*ASSIGNMENT*. Check each line of the data for the string "toward". Report how many have it, and give nothing else.

**** SOURCE MATERIAL ****

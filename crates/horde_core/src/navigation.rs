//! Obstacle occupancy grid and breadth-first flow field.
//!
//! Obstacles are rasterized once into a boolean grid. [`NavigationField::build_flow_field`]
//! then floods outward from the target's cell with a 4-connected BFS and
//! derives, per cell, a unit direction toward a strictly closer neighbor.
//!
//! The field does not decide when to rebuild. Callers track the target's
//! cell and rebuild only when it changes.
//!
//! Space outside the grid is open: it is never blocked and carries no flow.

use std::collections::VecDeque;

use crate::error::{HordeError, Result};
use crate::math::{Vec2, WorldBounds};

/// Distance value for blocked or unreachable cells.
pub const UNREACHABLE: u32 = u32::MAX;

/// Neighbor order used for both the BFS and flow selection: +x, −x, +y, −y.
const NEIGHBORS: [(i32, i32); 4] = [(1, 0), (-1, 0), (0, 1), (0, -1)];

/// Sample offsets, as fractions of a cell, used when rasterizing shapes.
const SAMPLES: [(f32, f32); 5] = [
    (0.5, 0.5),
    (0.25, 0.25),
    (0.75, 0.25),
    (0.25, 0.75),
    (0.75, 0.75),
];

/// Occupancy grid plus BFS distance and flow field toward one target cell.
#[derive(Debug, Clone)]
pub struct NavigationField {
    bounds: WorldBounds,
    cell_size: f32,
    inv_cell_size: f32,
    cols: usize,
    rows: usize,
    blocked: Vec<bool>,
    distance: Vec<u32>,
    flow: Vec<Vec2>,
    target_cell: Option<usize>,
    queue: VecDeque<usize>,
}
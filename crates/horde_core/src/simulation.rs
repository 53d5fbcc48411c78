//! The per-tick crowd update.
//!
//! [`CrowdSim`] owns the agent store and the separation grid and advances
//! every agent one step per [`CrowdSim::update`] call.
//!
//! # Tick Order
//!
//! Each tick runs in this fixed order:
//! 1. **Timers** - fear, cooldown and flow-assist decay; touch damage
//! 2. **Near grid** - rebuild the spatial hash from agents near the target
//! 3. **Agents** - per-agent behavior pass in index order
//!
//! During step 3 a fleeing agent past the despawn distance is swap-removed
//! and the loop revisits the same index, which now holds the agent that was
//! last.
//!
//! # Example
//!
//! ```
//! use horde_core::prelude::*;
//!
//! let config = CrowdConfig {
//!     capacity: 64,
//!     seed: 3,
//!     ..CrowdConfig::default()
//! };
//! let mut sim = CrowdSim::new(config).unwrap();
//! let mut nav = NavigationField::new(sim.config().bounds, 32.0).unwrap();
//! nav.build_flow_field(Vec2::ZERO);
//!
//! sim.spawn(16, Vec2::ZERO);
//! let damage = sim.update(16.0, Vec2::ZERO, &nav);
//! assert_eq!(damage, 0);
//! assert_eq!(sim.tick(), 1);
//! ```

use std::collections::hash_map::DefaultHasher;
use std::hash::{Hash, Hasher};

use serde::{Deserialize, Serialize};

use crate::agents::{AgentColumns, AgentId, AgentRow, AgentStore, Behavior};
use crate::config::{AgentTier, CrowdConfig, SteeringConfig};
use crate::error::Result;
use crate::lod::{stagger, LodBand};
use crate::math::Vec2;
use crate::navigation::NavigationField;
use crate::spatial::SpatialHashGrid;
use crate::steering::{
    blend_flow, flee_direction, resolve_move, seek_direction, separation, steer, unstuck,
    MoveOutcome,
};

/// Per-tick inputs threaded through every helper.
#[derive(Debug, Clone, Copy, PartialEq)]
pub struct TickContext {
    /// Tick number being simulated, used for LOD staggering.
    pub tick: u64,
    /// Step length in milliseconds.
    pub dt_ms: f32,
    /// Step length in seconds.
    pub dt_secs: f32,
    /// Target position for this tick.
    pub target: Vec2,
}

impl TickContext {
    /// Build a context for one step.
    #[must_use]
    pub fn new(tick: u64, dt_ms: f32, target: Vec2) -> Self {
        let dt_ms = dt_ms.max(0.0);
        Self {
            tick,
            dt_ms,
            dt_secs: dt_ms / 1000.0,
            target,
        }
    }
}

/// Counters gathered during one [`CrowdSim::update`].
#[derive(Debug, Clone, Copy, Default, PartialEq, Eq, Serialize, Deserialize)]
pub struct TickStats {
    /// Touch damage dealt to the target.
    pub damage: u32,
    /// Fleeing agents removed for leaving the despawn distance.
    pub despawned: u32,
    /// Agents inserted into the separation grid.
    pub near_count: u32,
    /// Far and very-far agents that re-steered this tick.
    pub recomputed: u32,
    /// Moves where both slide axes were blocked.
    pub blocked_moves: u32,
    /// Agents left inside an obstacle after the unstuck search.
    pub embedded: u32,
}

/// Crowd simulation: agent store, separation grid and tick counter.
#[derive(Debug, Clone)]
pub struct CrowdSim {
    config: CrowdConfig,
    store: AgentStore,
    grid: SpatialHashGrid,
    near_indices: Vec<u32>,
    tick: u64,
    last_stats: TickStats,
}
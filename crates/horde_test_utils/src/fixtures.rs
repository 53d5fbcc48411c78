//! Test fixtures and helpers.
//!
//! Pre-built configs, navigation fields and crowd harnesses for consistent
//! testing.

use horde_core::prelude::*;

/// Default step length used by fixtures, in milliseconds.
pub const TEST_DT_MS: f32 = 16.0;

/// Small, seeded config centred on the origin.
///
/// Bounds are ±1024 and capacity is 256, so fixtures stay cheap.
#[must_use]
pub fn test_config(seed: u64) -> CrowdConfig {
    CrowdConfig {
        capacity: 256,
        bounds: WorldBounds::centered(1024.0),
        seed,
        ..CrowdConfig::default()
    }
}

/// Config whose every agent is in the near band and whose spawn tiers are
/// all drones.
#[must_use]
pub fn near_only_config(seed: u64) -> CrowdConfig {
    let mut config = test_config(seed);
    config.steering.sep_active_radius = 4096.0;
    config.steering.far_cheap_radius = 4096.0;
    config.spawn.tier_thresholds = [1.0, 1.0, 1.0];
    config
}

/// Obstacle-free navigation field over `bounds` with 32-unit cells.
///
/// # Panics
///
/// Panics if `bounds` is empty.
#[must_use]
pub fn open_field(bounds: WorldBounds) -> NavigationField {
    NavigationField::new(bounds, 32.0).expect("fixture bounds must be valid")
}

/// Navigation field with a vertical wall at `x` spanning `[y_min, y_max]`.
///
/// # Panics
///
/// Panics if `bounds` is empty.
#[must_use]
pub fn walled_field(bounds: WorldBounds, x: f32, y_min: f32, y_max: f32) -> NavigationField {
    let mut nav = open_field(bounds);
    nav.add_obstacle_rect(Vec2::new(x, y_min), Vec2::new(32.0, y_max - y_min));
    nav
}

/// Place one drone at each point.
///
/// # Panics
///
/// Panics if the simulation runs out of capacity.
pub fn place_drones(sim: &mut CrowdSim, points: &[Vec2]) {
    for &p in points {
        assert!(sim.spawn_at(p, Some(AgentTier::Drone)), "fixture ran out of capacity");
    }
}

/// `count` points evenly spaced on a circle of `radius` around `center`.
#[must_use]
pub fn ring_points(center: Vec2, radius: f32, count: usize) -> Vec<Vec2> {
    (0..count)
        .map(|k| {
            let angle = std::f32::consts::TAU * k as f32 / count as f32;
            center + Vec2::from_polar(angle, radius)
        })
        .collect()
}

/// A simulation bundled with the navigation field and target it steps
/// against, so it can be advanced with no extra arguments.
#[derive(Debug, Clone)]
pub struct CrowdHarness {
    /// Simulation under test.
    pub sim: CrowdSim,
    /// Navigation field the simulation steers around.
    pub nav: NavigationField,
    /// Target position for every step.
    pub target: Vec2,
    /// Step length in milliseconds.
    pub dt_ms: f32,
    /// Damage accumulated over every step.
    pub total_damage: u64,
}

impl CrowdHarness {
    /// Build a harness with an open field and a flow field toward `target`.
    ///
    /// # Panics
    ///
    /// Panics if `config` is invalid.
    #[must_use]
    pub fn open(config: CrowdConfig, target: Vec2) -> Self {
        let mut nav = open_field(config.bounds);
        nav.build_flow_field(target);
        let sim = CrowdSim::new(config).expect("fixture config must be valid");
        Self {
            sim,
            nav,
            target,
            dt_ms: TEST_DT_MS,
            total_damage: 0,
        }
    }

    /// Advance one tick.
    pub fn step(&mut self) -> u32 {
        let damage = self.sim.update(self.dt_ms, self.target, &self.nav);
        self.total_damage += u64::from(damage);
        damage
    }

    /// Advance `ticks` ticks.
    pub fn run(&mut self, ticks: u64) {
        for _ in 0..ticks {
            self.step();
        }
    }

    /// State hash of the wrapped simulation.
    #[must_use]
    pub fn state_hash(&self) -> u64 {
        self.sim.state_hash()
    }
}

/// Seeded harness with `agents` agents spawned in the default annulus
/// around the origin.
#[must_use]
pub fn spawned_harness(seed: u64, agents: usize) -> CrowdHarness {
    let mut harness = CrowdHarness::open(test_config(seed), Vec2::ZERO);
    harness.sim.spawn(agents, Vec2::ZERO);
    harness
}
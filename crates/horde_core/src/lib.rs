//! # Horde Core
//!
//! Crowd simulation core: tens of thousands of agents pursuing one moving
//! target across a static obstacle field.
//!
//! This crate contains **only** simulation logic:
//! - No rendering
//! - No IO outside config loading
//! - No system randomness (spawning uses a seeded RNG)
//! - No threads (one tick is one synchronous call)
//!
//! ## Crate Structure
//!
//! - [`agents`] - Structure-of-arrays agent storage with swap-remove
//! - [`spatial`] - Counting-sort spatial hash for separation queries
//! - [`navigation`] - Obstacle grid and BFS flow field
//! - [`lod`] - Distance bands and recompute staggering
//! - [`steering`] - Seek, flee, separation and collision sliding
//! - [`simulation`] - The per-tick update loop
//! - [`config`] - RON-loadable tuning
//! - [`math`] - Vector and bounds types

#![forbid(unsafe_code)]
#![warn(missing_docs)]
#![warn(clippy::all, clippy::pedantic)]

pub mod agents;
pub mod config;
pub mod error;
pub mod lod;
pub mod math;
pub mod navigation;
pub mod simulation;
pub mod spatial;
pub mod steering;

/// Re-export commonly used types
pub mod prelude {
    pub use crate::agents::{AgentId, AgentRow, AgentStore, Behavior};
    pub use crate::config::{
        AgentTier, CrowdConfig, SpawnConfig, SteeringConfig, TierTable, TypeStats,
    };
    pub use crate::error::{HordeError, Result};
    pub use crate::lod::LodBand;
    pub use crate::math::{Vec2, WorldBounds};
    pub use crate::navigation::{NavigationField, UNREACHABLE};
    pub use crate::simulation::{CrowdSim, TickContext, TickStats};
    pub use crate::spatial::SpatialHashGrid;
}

****

*SOLUTION TO THIS EXERCISE*. 3